Theodore Essex, a judge with the U.S. International Trade Commission in Washington, denied Toyota’s request to end the case brought by Paice LLC. He also said Toyota can’t argue that the Paice patent is invalid because that issue was resolved in court. The judge’s May 21 findings are subject to review by the six-member commission.
The dispute is scheduled for a hearing starting July 19 and the two sides have been wrangling over what issues will be considered. The arguments concern the effect of a trial Bonita Springs, Florida-based Paice won against Toyota in a case over the patent that was upheld on appeal. The case involved earlier versions of the Prius and Highlander gas-electric hybrids.
“We are encouraged by the judge’s rulings and look forward to completing our case at the upcoming trial,” said a Paice lawyer, Ruffin Cordell of Fish & Richardson in Washington.

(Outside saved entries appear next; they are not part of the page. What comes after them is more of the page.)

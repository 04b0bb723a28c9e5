#![allow(dead_code)]

use async_trait::async_trait;
use axum::Router;
use axum::body::Body;
use axum::extract::{Path, State};
use axum::http::StatusCode;
use axum::response::Response;
use axum::routing::get;
use gophermart::domain::order::OrderNumber;
use gophermart::domain::ports::{AccrualReply, AccrualTransport, Sleeper};
use gophermart::error::Result;
use std::collections::{HashMap, VecDeque};
use std::sync::{Arc, Mutex};
use std::time::Duration;

/// Appends a Luhn check digit to `prefix`.
pub fn luhn_number(prefix: u64) -> String {
    let body = prefix.to_string();
    let sum: u32 = body
        .bytes()
        .rev()
        .enumerate()
        .map(|(i, b)| {
            let d = u32::from(b - b'0');
            if i % 2 == 0 {
                let doubled = d * 2;
                if doubled > 9 { doubled - 9 } else { doubled }
            } else {
                d
            }
        })
        .sum();
    let check = (10 - sum % 10) % 10;
    format!("{body}{check}")
}

pub fn reply(status: u16, retry_after: Option<&str>, body: &str) -> AccrualReply {
    AccrualReply {
        status,
        retry_after: retry_after.map(str::to_owned),
        body: body.as_bytes().to_vec(),
    }
}

pub fn no_content() -> AccrualReply {
    reply(204, None, "")
}

pub fn answer(number: &str, status: &str, accrual: Option<u64>) -> AccrualReply {
    let body = match accrual {
        Some(points) => format!(r#"{{"order":"{number}","status":"{status}","accrual":{points}}}"#),
        None => format!(r#"{{"order":"{number}","status":"{status}"}}"#),
    };
    reply(200, None, &body)
}

/// Per-order scripted replies. The last reply of a script repeats forever;
/// orders without a script get `204`.
#[derive(Default)]
pub struct ScriptedTransport {
    scripts: Mutex<HashMap<String, VecDeque<AccrualReply>>>,
    calls: Mutex<HashMap<String, usize>>,
}

impl ScriptedTransport {
    pub fn new() -> Arc<Self> {
        Arc::new(Self::default())
    }

    pub fn script(&self, number: &str, replies: Vec<AccrualReply>) {
        self.scripts
            .lock()
            .unwrap()
            .insert(number.to_string(), replies.into());
    }

    pub fn calls(&self, number: &str) -> usize {
        self.calls.lock().unwrap().get(number).copied().unwrap_or(0)
    }

    pub fn total_calls(&self) -> usize {
        self.calls.lock().unwrap().values().sum()
    }

    fn next(&self, number: &str) -> AccrualReply {
        *self
            .calls
            .lock()
            .unwrap()
            .entry(number.to_string())
            .or_default() += 1;
        let mut scripts = self.scripts.lock().unwrap();
        match scripts.get_mut(number) {
            Some(script) if script.len() > 1 => script.pop_front().unwrap(),
            Some(script) => script.front().cloned().unwrap_or_else(no_content),
            None => no_content(),
        }
    }
}

#[async_trait]
impl AccrualTransport for ScriptedTransport {
    async fn fetch(&self, number: &OrderNumber) -> Result<AccrualReply> {
        Ok(self.next(number.as_str()))
    }
}

/// Returns immediately and remembers what it was asked to wait.
#[derive(Default)]
pub struct RecordingSleeper {
    slept: Mutex<Vec<Duration>>,
}

impl RecordingSleeper {
    pub fn new() -> Arc<Self> {
        Arc::new(Self::default())
    }

    pub fn slept(&self) -> Vec<Duration> {
        self.slept.lock().unwrap().clone()
    }
}

#[async_trait]
impl Sleeper for RecordingSleeper {
    async fn sleep(&self, duration: Duration) {
        self.slept.lock().unwrap().push(duration);
        tokio::task::yield_now().await;
    }
}

/// An accrual service stub served over real HTTP on a random local port.
#[derive(Clone, Default)]
pub struct AccrualStub {
    transport: Arc<ScriptedTransport>,
}

impl AccrualStub {
    /// Starts the stub and returns it with its base URL.
    pub async fn start() -> (Self, String) {
        let stub = Self::default();
        let app = Router::new()
            .route("/api/orders/{number}", get(order_info))
            .with_state(stub.clone());
        let listener = tokio::net::TcpListener::bind("127.0.0.1:0").await.unwrap();
        let addr = listener.local_addr().unwrap();
        tokio::spawn(async move {
            axum::serve(listener, app).await.unwrap();
        });
        (stub, format!("http://{addr}"))
    }

    pub fn script(&self, number: &str, replies: Vec<AccrualReply>) {
        self.transport.script(number, replies);
    }

    pub fn calls(&self, number: &str) -> usize {
        self.transport.calls(number)
    }
}

async fn order_info(State(stub): State<AccrualStub>, Path(number): Path<String>) -> Response {
    let reply = stub.transport.next(&number);
    let mut builder = Response::builder()
        .status(StatusCode::from_u16(reply.status).unwrap())
        .header("Content-Type", "application/json");
    if let Some(retry_after) = reply.retry_after {
        builder = builder.header("Retry-After", retry_after);
    }
    builder.body(Body::from(reply.body)).unwrap()
}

A federal judge in the earlier case rejected Paice’s request to halt sales of the cars and instead ordered royalty payments on the Prius, as well as the hybrid-engine Highlander and Lexus RX400h sport-utility vehicles. Paice filed a new complaint, at both the court and the ITC, over the Camry hybrid, third-generation Prius, Lexus HS250h sedan and Lexus RX450h SUV.
“Toyota is disappointed, but our overall position in the case remains unchanged,” Celeste Migliore, a spokeswoman for Toyota, the world’s biggest automaker, said in an e-mail.
In a separate case, the Toyota City, Japan-based company is challenging the royalty rate it was ordered to pay by the federal judge in Texas.
Paice, which is an acronym for Power-Assisted Internal Combustion Engines, said Toyota is infringing a patent for a way to supply torque, or force, to a car’s wheels from both an electric motor and an internal combustion engine.
It also has a patent-infringement claim against Ford Motor Co. over Fusion and Escape hybrid vehicles. Ford is challenging the patent.
The ITC case is In the Matter of Hybrid Electric Vehicles, 337-688, U.S. International Trade Commission (Washington). The civil cases are Paice LLC v. Toyota Motor Corp., 04-cv-211; 07cv180 and 08-cv-261, U.S. District Court, Eastern District of Texas (Marshall).